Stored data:
----------

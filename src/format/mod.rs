//! Audio format descriptors and channel mapping.
//!
//! - [`OutputFormat`]: what the backend announces for a logical output
//! - [`InputFormat`]: what the backend detected in the compressed input
//! - [`remap`]: backend channel order to WAV speaker order

mod channel;

pub use channel::{
    format_channel_map, remap, speaker, ChannelLayout, ChannelPosition, MAX_BIT_WIDTH,
    WAV_CHANNEL_ORDER,
};

/// Format of a logical output, as negotiated by the backend.
///
/// Produced whenever the backend configures or reconfigures an output and
/// valid for every buffer of that output until superseded.
#[derive(Debug, Clone, PartialEq, Eq)]
pub struct OutputFormat {
    /// Sample rate in Hz; `0` means "same as the input".
    pub sample_rate: u32,
    /// Bits per sample.
    pub bit_width: u16,
    /// `true` for interleaved frames, `false` for one plane per channel.
    pub interleaved: bool,
    /// Channel positions in physical sample order.
    pub channel_map: Vec<ChannelPosition>,
}

impl OutputFormat {
    /// Creates an interleaved format.
    pub fn interleaved(sample_rate: u32, bit_width: u16, channel_map: Vec<ChannelPosition>) -> Self {
        Self {
            sample_rate,
            bit_width,
            interleaved: true,
            channel_map,
        }
    }

    /// Creates a planar format.
    pub fn planar(sample_rate: u32, bit_width: u16, channel_map: Vec<ChannelPosition>) -> Self {
        Self {
            interleaved: false,
            ..Self::interleaved(sample_rate, bit_width, channel_map)
        }
    }

    /// Number of channels.
    pub fn channels(&self) -> usize {
        self.channel_map.len()
    }

    /// Bytes per source frame (all channels, one sample each).
    pub fn frame_size(&self) -> usize {
        self.channels() * usize::from(self.bit_width / 8)
    }

    /// Returns a copy with `sample_rate` filled from `fallback` when unset.
    pub fn with_rate_fallback(&self, fallback: u32) -> Self {
        let mut format = self.clone();
        if format.sample_rate == 0 {
            format.sample_rate = fallback;
        }
        format
    }
}

/// Input stream parameters detected by the backend.
#[derive(Debug, Clone, Copy, PartialEq, Eq, Default)]
pub struct InputFormat {
    /// Sample rate in Hz.
    pub sample_rate: u32,
    /// Bits per sample.
    pub bit_width: u16,
    /// Channel count.
    pub channels: u16,
}

#[cfg(test)]
mod tests {
    use super::*;

    #[test]
    fn test_output_format_frame_size() {
        let format = OutputFormat::interleaved(
            48000,
            24,
            vec![ChannelPosition::L, ChannelPosition::R, ChannelPosition::C],
        );
        assert_eq!(format.channels(), 3);
        assert_eq!(format.frame_size(), 9);
        assert!(format.interleaved);
    }

    #[test]
    fn test_planar_constructor() {
        let format = OutputFormat::planar(44100, 16, vec![ChannelPosition::L]);
        assert!(!format.interleaved);
        assert_eq!(format.sample_rate, 44100);
    }

    #[test]
    fn test_rate_fallback() {
        let format = OutputFormat::interleaved(0, 16, vec![ChannelPosition::L]);
        assert_eq!(format.with_rate_fallback(32000).sample_rate, 32000);

        let format = OutputFormat::interleaved(48000, 16, vec![ChannelPosition::L]);
        assert_eq!(format.with_rate_fallback(32000).sample_rate, 48000);
    }
}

----------

Wherever the word "logical" appears in the entries above, copy that whole line.

//! - [`OutputFormat`]: what the backend announces for a logical output
/// Format of a logical output, as negotiated by the backend.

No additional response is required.